> **What you have to do**
Below are several records. Retype exactly those lines running from the one with "the payment marker." through the one with "let after_currency = parts.next().ok_or_else(||", end lines included, and no others.

Provided data below:

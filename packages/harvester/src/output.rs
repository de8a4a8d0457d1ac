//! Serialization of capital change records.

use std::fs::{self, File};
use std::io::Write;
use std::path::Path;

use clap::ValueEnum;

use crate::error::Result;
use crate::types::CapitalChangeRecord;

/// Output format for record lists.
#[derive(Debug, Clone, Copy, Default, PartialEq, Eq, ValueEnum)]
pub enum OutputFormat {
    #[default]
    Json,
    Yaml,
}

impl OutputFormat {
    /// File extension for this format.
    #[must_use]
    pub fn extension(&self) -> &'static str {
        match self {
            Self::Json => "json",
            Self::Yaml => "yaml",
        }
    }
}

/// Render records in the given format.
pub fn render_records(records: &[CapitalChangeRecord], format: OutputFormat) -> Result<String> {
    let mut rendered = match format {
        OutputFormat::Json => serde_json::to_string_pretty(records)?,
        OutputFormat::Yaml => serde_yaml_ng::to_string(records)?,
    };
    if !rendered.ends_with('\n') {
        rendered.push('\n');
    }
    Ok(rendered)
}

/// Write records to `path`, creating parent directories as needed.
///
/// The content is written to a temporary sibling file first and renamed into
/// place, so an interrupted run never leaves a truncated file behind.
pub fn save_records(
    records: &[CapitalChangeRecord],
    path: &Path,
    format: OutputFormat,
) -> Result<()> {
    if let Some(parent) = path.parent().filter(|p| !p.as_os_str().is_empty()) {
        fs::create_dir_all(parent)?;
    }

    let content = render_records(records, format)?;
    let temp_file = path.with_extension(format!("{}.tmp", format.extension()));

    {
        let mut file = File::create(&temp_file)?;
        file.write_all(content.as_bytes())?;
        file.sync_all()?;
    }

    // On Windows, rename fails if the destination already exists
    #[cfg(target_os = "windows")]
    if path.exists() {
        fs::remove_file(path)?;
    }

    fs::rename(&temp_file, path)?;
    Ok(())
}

End of Provided data.
Provided data below:

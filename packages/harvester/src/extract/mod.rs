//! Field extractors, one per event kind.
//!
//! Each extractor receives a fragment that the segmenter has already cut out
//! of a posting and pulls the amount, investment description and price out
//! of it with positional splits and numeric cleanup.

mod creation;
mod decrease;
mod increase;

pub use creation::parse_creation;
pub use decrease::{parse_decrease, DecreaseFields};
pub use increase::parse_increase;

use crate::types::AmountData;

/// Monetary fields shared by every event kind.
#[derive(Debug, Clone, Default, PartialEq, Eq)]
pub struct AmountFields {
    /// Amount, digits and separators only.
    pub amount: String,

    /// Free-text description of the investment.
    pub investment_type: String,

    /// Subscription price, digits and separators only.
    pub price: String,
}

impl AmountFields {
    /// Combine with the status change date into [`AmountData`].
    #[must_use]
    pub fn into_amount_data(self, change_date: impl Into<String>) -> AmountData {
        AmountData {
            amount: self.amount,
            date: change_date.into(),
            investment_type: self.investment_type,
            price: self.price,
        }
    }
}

End of Provided data.
Provided data below:

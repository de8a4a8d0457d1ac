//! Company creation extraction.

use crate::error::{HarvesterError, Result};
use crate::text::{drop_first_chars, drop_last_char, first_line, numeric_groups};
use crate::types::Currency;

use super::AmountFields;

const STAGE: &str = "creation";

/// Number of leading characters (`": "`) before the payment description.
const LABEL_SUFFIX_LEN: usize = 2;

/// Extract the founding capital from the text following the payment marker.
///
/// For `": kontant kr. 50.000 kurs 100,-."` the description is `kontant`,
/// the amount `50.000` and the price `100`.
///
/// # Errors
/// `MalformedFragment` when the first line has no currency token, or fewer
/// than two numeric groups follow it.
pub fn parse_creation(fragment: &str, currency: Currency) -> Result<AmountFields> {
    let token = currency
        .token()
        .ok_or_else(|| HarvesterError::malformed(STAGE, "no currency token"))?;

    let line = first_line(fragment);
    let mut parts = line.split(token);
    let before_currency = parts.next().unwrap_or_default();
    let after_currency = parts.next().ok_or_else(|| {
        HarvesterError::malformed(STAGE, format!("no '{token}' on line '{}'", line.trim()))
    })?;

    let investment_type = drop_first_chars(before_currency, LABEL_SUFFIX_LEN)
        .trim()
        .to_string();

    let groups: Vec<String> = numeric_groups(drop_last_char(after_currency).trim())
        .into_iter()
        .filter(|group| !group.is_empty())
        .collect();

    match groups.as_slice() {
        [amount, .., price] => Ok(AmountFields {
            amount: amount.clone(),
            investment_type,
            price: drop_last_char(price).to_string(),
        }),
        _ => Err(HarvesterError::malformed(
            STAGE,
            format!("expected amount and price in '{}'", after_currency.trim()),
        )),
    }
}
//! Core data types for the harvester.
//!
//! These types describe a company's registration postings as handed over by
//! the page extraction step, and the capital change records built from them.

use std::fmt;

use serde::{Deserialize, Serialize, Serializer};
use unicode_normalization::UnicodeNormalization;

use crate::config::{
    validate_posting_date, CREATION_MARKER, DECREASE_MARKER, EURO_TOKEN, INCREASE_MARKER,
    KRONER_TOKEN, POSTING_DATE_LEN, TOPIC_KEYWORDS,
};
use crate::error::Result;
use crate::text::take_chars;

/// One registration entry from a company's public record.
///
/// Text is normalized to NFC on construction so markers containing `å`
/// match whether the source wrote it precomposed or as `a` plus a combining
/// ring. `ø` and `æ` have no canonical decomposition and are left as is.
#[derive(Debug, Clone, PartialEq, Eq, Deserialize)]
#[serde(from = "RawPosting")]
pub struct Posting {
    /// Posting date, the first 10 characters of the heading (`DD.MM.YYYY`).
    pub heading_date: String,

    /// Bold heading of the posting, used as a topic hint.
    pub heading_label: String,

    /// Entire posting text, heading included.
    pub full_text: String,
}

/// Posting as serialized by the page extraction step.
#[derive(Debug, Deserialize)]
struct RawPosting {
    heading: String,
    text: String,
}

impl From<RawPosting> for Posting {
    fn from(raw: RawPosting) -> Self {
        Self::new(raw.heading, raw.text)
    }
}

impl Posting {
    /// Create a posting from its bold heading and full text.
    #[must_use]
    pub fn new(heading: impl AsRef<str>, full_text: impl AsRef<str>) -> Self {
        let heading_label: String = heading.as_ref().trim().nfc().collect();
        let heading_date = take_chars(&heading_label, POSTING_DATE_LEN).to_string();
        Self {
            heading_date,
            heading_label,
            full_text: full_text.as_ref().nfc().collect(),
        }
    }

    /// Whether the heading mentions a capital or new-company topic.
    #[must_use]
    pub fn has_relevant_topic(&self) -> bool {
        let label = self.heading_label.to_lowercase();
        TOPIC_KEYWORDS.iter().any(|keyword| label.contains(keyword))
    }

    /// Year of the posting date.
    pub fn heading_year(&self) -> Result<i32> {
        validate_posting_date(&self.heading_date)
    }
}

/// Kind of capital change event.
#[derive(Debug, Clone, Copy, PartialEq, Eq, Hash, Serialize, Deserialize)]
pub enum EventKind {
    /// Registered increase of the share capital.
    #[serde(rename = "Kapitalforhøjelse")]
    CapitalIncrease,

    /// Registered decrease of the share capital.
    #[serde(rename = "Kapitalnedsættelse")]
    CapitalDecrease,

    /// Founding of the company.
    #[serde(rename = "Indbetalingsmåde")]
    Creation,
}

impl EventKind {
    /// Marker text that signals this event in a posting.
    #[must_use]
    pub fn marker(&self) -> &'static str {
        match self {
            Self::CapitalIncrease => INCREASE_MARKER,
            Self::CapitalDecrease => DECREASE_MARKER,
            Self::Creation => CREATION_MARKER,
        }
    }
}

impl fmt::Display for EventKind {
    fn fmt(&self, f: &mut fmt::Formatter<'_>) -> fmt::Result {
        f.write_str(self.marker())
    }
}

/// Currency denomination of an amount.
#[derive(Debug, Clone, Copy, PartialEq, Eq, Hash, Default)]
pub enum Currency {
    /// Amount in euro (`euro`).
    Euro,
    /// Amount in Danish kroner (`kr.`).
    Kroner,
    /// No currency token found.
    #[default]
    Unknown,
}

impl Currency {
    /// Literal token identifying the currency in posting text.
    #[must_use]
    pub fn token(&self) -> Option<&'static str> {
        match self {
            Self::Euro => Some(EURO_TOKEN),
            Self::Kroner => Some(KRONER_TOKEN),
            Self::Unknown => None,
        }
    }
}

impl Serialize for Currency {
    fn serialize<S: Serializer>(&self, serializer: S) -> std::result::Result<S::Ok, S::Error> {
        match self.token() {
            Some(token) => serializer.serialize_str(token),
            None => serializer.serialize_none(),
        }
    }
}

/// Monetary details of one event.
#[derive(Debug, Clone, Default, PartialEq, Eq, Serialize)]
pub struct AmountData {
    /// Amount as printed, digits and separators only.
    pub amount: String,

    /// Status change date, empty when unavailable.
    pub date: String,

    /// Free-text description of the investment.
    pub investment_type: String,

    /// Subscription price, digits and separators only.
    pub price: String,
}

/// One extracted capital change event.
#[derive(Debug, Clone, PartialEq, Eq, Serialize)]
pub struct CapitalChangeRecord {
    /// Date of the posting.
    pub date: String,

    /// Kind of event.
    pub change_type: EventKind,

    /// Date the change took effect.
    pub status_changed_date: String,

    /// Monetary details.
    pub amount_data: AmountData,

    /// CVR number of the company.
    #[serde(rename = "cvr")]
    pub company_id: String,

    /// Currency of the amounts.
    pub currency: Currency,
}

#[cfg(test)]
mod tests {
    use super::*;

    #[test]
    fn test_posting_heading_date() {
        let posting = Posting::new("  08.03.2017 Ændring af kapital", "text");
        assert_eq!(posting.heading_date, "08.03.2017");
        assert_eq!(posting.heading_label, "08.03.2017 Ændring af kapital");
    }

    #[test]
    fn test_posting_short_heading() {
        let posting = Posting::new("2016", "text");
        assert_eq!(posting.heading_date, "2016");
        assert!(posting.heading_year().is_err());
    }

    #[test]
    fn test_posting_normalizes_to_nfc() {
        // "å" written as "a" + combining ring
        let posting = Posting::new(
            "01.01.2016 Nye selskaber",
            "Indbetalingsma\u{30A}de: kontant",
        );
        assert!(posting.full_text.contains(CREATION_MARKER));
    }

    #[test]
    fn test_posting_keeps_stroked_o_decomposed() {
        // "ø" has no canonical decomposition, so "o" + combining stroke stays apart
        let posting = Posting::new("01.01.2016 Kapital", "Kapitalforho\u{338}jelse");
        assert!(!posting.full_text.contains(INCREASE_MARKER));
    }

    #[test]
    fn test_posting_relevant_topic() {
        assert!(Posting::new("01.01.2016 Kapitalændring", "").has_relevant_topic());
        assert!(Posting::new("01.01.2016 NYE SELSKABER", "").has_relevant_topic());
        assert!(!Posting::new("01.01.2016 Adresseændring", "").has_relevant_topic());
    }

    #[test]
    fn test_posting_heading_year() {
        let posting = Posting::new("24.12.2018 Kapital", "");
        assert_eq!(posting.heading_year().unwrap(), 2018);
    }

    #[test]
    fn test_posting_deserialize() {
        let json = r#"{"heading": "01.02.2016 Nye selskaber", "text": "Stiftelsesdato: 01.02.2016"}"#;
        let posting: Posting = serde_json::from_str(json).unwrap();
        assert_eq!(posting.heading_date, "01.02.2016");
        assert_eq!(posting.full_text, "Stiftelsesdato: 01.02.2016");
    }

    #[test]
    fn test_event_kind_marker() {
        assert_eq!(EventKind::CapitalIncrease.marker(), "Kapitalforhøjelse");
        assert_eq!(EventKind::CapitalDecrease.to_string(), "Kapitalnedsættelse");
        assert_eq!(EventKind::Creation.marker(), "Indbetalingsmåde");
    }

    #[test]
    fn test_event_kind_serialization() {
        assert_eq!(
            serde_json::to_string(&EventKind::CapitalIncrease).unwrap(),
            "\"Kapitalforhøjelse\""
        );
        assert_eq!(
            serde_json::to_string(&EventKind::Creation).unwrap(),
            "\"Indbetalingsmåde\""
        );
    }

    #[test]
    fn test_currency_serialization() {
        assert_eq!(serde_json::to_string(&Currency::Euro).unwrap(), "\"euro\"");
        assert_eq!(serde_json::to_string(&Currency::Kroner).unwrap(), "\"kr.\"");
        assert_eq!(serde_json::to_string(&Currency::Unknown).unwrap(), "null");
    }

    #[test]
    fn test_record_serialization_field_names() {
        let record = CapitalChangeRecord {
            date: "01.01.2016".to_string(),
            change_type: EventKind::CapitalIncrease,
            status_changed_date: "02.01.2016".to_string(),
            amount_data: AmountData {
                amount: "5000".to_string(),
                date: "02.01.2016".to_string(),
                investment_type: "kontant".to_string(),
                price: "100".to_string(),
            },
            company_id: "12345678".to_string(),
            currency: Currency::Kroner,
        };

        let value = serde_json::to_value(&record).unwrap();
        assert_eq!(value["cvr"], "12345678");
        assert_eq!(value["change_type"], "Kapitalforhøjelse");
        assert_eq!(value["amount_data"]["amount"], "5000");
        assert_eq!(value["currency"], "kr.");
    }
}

End of Provided data.

> **Completed task**
/// Extract the founding capital from the text following the payment marker.
///
/// For `": kontant kr. 50.000 kurs 100,-."` the description is `kontant`,
/// the amount `50.000` and the price `100`.
///
/// # Errors
/// `MalformedFragment` when the first line has no currency token, or fewer
/// than two numeric groups follow it.
pub fn parse_creation(fragment: &str, currency: Currency) -> Result<AmountFields> {
    let token = currency
        .token()
        .ok_or_else(|| HarvesterError::malformed(STAGE, "no currency token"))?;

    let line = first_line(fragment);
    let mut parts = line.split(token);
    let before_currency = parts.next().unwrap_or_default();
    let after_currency = parts.next().ok_or_else(|| {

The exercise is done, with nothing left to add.